----- Data supplied -----
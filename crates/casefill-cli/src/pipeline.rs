//! Answer-generation pipeline with explicit stages.
//!
//! The pipeline follows these stages in order:
//! 1. **Ingest**: Read the source question CSV into memory
//! 2. **Schema**: Parse every column header into a typed descriptor
//! 3. **Transform**: Apply codecs per column, rename headers to bare names
//! 4. **Output**: Write the answer CSV and the payload JSON
//!
//! A schema failure aborts before the transform stage, so no output file is
//! ever partially written. Soft cell failures accumulate as warnings and
//! never block completion.

use std::path::Path;
use std::time::Instant;

use anyhow::{Context, Result};
use tracing::{info, info_span};

use casefill_ingest::{parse_table_schema, read_csv_table};
use casefill_model::PipelineOptions;
use casefill_output::{answer_csv_path, build_payloads, payload_json_path, write_answer_csv, write_payload_json};
use casefill_transform::transform_table;

use crate::types::AnswerRunResult;

/// Runs ingest, schema, transform, and output for one question CSV.
pub fn run_answer_pipeline(
    csv_path: &Path,
    options: &PipelineOptions,
    output_dir: Option<&Path>,
    dry_run: bool,
) -> Result<AnswerRunResult> {
    let source_file = csv_path.display().to_string();
    let run_span = info_span!("answer_run", source_file = %source_file);
    let _run_guard = run_span.enter();
    let run_start = Instant::now();

    let table = info_span!("ingest").in_scope(|| {
        let start = Instant::now();
        let table =
            read_csv_table(csv_path).with_context(|| format!("read {}", csv_path.display()))?;
        info!(
            source_file = %source_file,
            row_count = table.row_count(),
            column_count = table.column_count(),
            duration_ms = start.elapsed().as_millis(),
            "ingest complete"
        );
        anyhow::Ok(table)
    })?;
    let row_count = table.row_count();
    let column_count = table.column_count();

    let descriptors = info_span!("schema")
        .in_scope(|| parse_table_schema(&table))
        .context("parse table schema")?;

    let report = info_span!("transform").in_scope(|| {
        let start = Instant::now();
        let report = transform_table(&table, &descriptors, options);
        info!(
            source_file = %source_file,
            row_count = report.table.row_count(),
            warning_count = report.warnings.len(),
            duration_ms = start.elapsed().as_millis(),
            "transform complete"
        );
        report
    });

    let payloads = build_payloads(&report.table);

    let (answer_csv, payload_json) = if dry_run {
        info!(source_file = %source_file, "output skipped (dry run)");
        (None, None)
    } else {
        info_span!("output").in_scope(|| {
            let start = Instant::now();
            let csv_out = answer_csv_path(csv_path, output_dir);
            write_answer_csv(&report.table, &csv_out)
                .with_context(|| format!("write {}", csv_out.display()))?;
            let json_out = payload_json_path(&csv_out);
            write_payload_json(&payloads, &json_out)
                .with_context(|| format!("write {}", json_out.display()))?;
            info!(
                source_file = %source_file,
                answer_csv = %csv_out.display(),
                payload_json = %json_out.display(),
                payload_count = payloads.len(),
                duration_ms = start.elapsed().as_millis(),
                "output complete"
            );
            anyhow::Ok((Some(csv_out), Some(json_out)))
        })?
    };

    info!(
        source_file = %source_file,
        row_count,
        payload_count = payloads.len(),
        warning_count = report.warnings.len(),
        duration_ms = run_start.elapsed().as_millis(),
        "answer run complete"
    );

    Ok(AnswerRunResult {
        source: csv_path.to_path_buf(),
        answer_csv,
        payload_json,
        row_count,
        column_count,
        payload_count: payloads.len(),
        warnings: report.warnings,
    })
}
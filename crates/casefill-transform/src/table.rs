//! Whole-table transformation.
//!
//! Applies the matching codec variant to every cell of every non-`case_id`
//! column, then rewrites each header to its bare field name. Cells are
//! independent of one another, so file columns (the only ones doing I/O) are
//! encoded across rows on the rayon pool; results are written once per cell.

use rayon::prelude::*;
use tracing::{debug, warn};

use casefill_ingest::CsvTable;
use casefill_model::{ColumnDescriptor, DataType, PipelineOptions};

use crate::codec::encode_cell;
use crate::warning::{CodecFailure, CodecWarning};

/// Transformed table plus accumulated soft failures.
#[derive(Debug, Clone)]
pub struct TransformReport {
    pub table: CsvTable,
    pub warnings: Vec<CodecWarning>,
}

/// Transforms every column of a table according to its parsed schema.
///
/// `descriptors` must be the output of parsing `table.headers`, in column
/// order. The returned table has the same row and column counts as the
/// input, with headers renamed to bare field names.
pub fn transform_table(
    table: &CsvTable,
    descriptors: &[ColumnDescriptor],
    options: &PipelineOptions,
) -> TransformReport {
    debug_assert_eq!(table.headers.len(), descriptors.len());
    let mut rows = table.rows.clone();
    let mut warnings = Vec::new();

    for (col_idx, descriptor) in descriptors.iter().enumerate() {
        if descriptor.is_case_id() {
            continue;
        }
        let encoded = encode_column(&rows, col_idx, descriptor, options);
        for (row_idx, (value, failures)) in encoded.into_iter().enumerate() {
            rows[row_idx][col_idx] = value;
            locate_failures(&mut warnings, failures, descriptor, row_idx);
        }
    }

    for warning in &warnings {
        warn!(column = %warning.column, row = warning.row, reason = %warning.reason, "cell degraded");
    }
    debug!(
        row_count = rows.len(),
        column_count = descriptors.len(),
        warning_count = warnings.len(),
        "table transformed"
    );

    TransformReport {
        table: CsvTable {
            headers: descriptors
                .iter()
                .map(|descriptor| descriptor.field_name.clone())
                .collect(),
            rows,
        },
        warnings,
    }
}

/// Encodes one column across all rows. File columns read from disk, so they
/// run on the rayon pool; everything else stays serial.
fn encode_column(
    rows: &[Vec<String>],
    col_idx: usize,
    descriptor: &ColumnDescriptor,
    options: &PipelineOptions,
) -> Vec<(String, Vec<CodecFailure>)> {
    if descriptor.data_type == DataType::File {
        rows.par_iter()
            .map(|row| encode_cell(descriptor, &row[col_idx], options))
            .collect()
    } else {
        rows.iter()
            .map(|row| encode_cell(descriptor, &row[col_idx], options))
            .collect()
    }
}

fn locate_failures(
    warnings: &mut Vec<CodecWarning>,
    failures: Vec<CodecFailure>,
    descriptor: &ColumnDescriptor,
    row_idx: usize,
) {
    warnings.extend(
        failures
            .into_iter()
            .map(|failure| CodecWarning::located(failure, &descriptor.field_name, row_idx)),
    );
}
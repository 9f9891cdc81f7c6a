//! # A linear and mixed integer program solver
//!
//! Linear programs are solved using the Simplex Method as described in the book Combinatorial
//! Optimization by Christos H. Papadimitriou and Kenneth Steiglitz. Integer and binary variables
//! are handled by branch and bound, optionally exploring the tree with a pool of workers.
//!
//! ```
//! use mipsolve::{ConstraintType, LinearProgram, MixedIntegerProgram, Objective, Solve, SolverConfig, State};
//!
//! let lp = LinearProgram::new(
//!     Objective::Maximize,
//!     4_f64,
//!     vec![5_f64, 7_f64],
//!     vec![vec![1_f64, 1_f64], vec![4_f64, 9_f64]],
//!     vec![ConstraintType::Less, ConstraintType::Less],
//!     vec![11_f64, 61_f64],
//!     &[],
//! )?;
//! let solution = MixedIntegerProgram::new(lp, &[1, 2], &[])?.solve(&SolverConfig::default());
//!
//! assert_eq!(solution.state, State::Solved);
//! assert_eq!(solution.objective_value, 65_f64);
//! assert_eq!(solution.x, vec![8_f64, 3_f64]);
//! # Ok::<(), mipsolve::InconsistencyError>(())
//! ```
#![warn(missing_docs)]

#[cfg(test)]
#[macro_use]
extern crate approx;

pub mod algorithm;
pub mod config;
pub mod data;
pub mod error;

pub use crate::algorithm::Solve;
pub use crate::algorithm::branch_and_bound::MixedIntegerProgram;
pub use crate::algorithm::branch_and_bound::frontier::{BreadthFirst, DepthFirst, Frontier};
pub use crate::algorithm::simplex::Simplex;
pub use crate::config::{Backend, SolverConfig};
pub use crate::data::linear_program::elements::{ConstraintType, Objective};
pub use crate::data::linear_program::general_form::LinearProgram;
pub use crate::data::linear_program::solution::{Solution, State};
pub use crate::error::{ConfigError, InconsistencyError};

#[cfg(test)]
mod tests;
-----
→ Work instruction
Look above and return each line of the records exactly, from the very first through the line with "use casefill_model::PipelineOptions;", both included.

→ Expected answer
filename crates/casefill-cli/src/pipeline.rs
//! Answer-generation pipeline with explicit stages.
//!
//! The pipeline follows these stages in order:
//! 1. **Ingest**: Read the source question CSV into memory
//! 2. **Schema**: Parse every column header into a typed descriptor
//! 3. **Transform**: Apply codecs per column, rename headers to bare names
//! 4. **Output**: Write the answer CSV and the payload JSON
//!
//! A schema failure aborts before the transform stage, so no output file is
//! ever partially written. Soft cell failures accumulate as warnings and
//! never block completion.

use std::path::Path;
use std::time::Instant;

use anyhow::{Context, Result};
use tracing::{info, info_span};

use casefill_ingest::{parse_table_schema, read_csv_table};
use casefill_model::PipelineOptions;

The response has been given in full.